Thursday, December 15, 2011

Updated PDP

Personal Development Plan
My Current State

·         Optimistic
·         Good time management
·         Communicate well with others

·         Hard to step outside comfort zone
·         Lack initiative.  Too much planning but no action.
·         Not assertive enough

Focus Areas
·         Develop more self confidence and courage
·         Learn to be more assertive

My Desired State
Ability to talk and act confidently regardless of what the situation or who I am talking to.  Not afraid to voice out my ideas and opinions and willing to try new things and take some risks.  Always look for new opportunities rather than walk the common path.  Look for positives in any circumstances and make the best out of un-favorable situations.

Wednesday, December 14, 2011

Post 15: Entrepreneurship

The career plan that I have been looking at for awhile is being involved in research and development for a company I enjoy.  The thing that would make this more enjoyable is if I was able to work on projects that really interest me.  In the past I have worked on research projects that I both care a lot about and also ones that I didn't care a lot about.  I could tell that if I worked on a project that interests me, I put a lot more time into it and the end result was much better.

If I had to choose a path to go about my research and development career, I believe I would want to be an entrepreneur.  After learning the difference between a businessman and an entrepreneur it seems the quality of life for an entrepreneur would be much better.  I get the sense that I can work my own hours and have a lot less stress when working on a project.  It is also huge for me to have time to spend with family since I planned to have a pretty large family.  I want to be happy when I go to work because this makes for better productivity and an overall well being at the workplace.  It seems to me that a businessman would not be as excited to work as an entrepreneur would be.

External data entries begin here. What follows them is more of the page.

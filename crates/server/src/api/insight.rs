//! AI insight API handlers.

use std::sync::Arc;

use axum::{extract::State, http::StatusCode, response::IntoResponse, Json};
use serde::{Deserialize, Serialize};

use bookscout_core::{
    insight::{apply_draft, parse_draft, report_prompt, ListingDraft, EXTRACT_PROMPT},
    metrics::INSIGHT_REPORTS,
    InsightError, Listing,
};

use crate::state::AppState;

/// Text returned when no insight provider is configured.
const UNAVAILABLE: &str = "AI Insights unavailable.";

// ============================================================================
// Request/Response types
// ============================================================================

#[derive(Debug, Deserialize)]
pub struct ReportRequest {
    pub title: String,
    #[serde(default)]
    pub author: String,
}

#[derive(Debug, Serialize)]
pub struct ReportResponse {
    pub provider: String,
    pub text: String,
}

#[derive(Debug, Deserialize)]
pub struct ExtractRequest {
    /// Free-form pasted text (dealer email, auction description).
    #[serde(default)]
    pub text: Option<String>,
    /// Base64 photo, with or without a data-URL prefix.
    #[serde(default)]
    pub image_base64: Option<String>,
    /// Listing to merge extracted fields into; a blank manual entry
    /// when absent.
    #[serde(default)]
    pub listing: Option<Listing>,
}

#[derive(Debug, Serialize)]
pub struct ExtractResponse {
    pub draft: ListingDraft,
    pub listing: Listing,
}

#[derive(Debug, Serialize)]
pub struct ErrorResponse {
    pub error: String,
}

fn insight_error(e: InsightError) -> (StatusCode, Json<ErrorResponse>) {
    let status = match e {
        InsightError::NotConfigured => StatusCode::SERVICE_UNAVAILABLE,
        _ => StatusCode::BAD_GATEWAY,
    };
    (
        status,
        Json(ErrorResponse {
            error: e.to_string(),
        }),
    )
}

// ============================================================================
// Handlers
// ============================================================================

/// POST /api/v1/insight/report
///
/// Generate a collector-oriented report for a book. An unconfigured
/// provider is not an error: the response carries a fixed fallback text
/// so clients can render it directly.
pub async fn report(
    State(state): State<Arc<AppState>>,
    Json(body): Json<ReportRequest>,
) -> Result<Json<ReportResponse>, impl IntoResponse> {
    let client = match state.insight() {
        Some(c) => c,
        None => {
            return Ok(Json(ReportResponse {
                provider: "none".to_string(),
                text: UNAVAILABLE.to_string(),
            }))
        }
    };

    let prompt = report_prompt(&body.title, &body.author);
    match client.generate(&prompt, None).await {
        Ok(text) => {
            INSIGHT_REPORTS.inc();
            Ok(Json(ReportResponse {
                provider: client.provider().to_string(),
                text,
            }))
        }
        Err(e) => Err(insight_error(e)),
    }
}

/// POST /api/v1/insight/extract
///
/// Extract listing fields from pasted text and/or a photo and merge them
/// into a listing draft. Prices must be positive to take effect; an
/// unparseable model response is a 422.
pub async fn extract(
    State(state): State<Arc<AppState>>,
    Json(body): Json<ExtractRequest>,
) -> Result<Json<ExtractResponse>, impl IntoResponse> {
    let client = match state.insight() {
        Some(c) => c,
        None => return Err(insight_error(InsightError::NotConfigured)),
    };

    let mut prompt = EXTRACT_PROMPT.to_string();
    if let Some(text) = body.text.as_deref() {
        if !text.trim().is_empty() {
            prompt.push_str("\n\nText:\n");
            prompt.push_str(text);
        }
    }

    let raw = match client.generate(&prompt, body.image_base64.as_deref()).await {
        Ok(raw) => raw,
        Err(e) => return Err(insight_error(e)),
    };

    let draft = match parse_draft(&raw) {
        Some(draft) => draft,
        None => {
            return Err((
                StatusCode::UNPROCESSABLE_ENTITY,
                Json(ErrorResponse {
                    error: "Could not parse extracted fields".to_string(),
                }),
            ))
        }
    };

    let mut listing = body
        .listing
        .unwrap_or_else(|| Listing::new("Manual Entry", 0.0));
    apply_draft(&draft, &mut listing);

    Ok(Json(ExtractResponse { draft, listing }))
}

One area that I would have to improve on to be an entrepreneur is the "risk taker" quality.  I have in the past been a more "safe" type of guy.  I know that taking risks can result in higher rewards but I've been that type of person that doesn't want to risk a lot.  Another area that I would have to work on is being the person that takes charge of the situation.  I have always been the guy who just contributes to other ideas because I tend to go unheard when I give my opinion.  I have became better at these two areas throughout the past couple years but I still got a ways to go in order to become a successful entrepreneur

I do not necessarily believe that entrepreneurship is just about starting a business.  I believe it is taking pre-existing ideas and innovating them.  This is why I think I'm more of an entrepreneur.  I love takeing ideas that I already know, and think about ways to make it better.  I think that starting a business would be a good way if they are starting it for the right reasons.  It shouldn't be solely to make money, but help improve lives of others for the good.  I much rather work on something that I strongly believe in instead of working to make a lot of money.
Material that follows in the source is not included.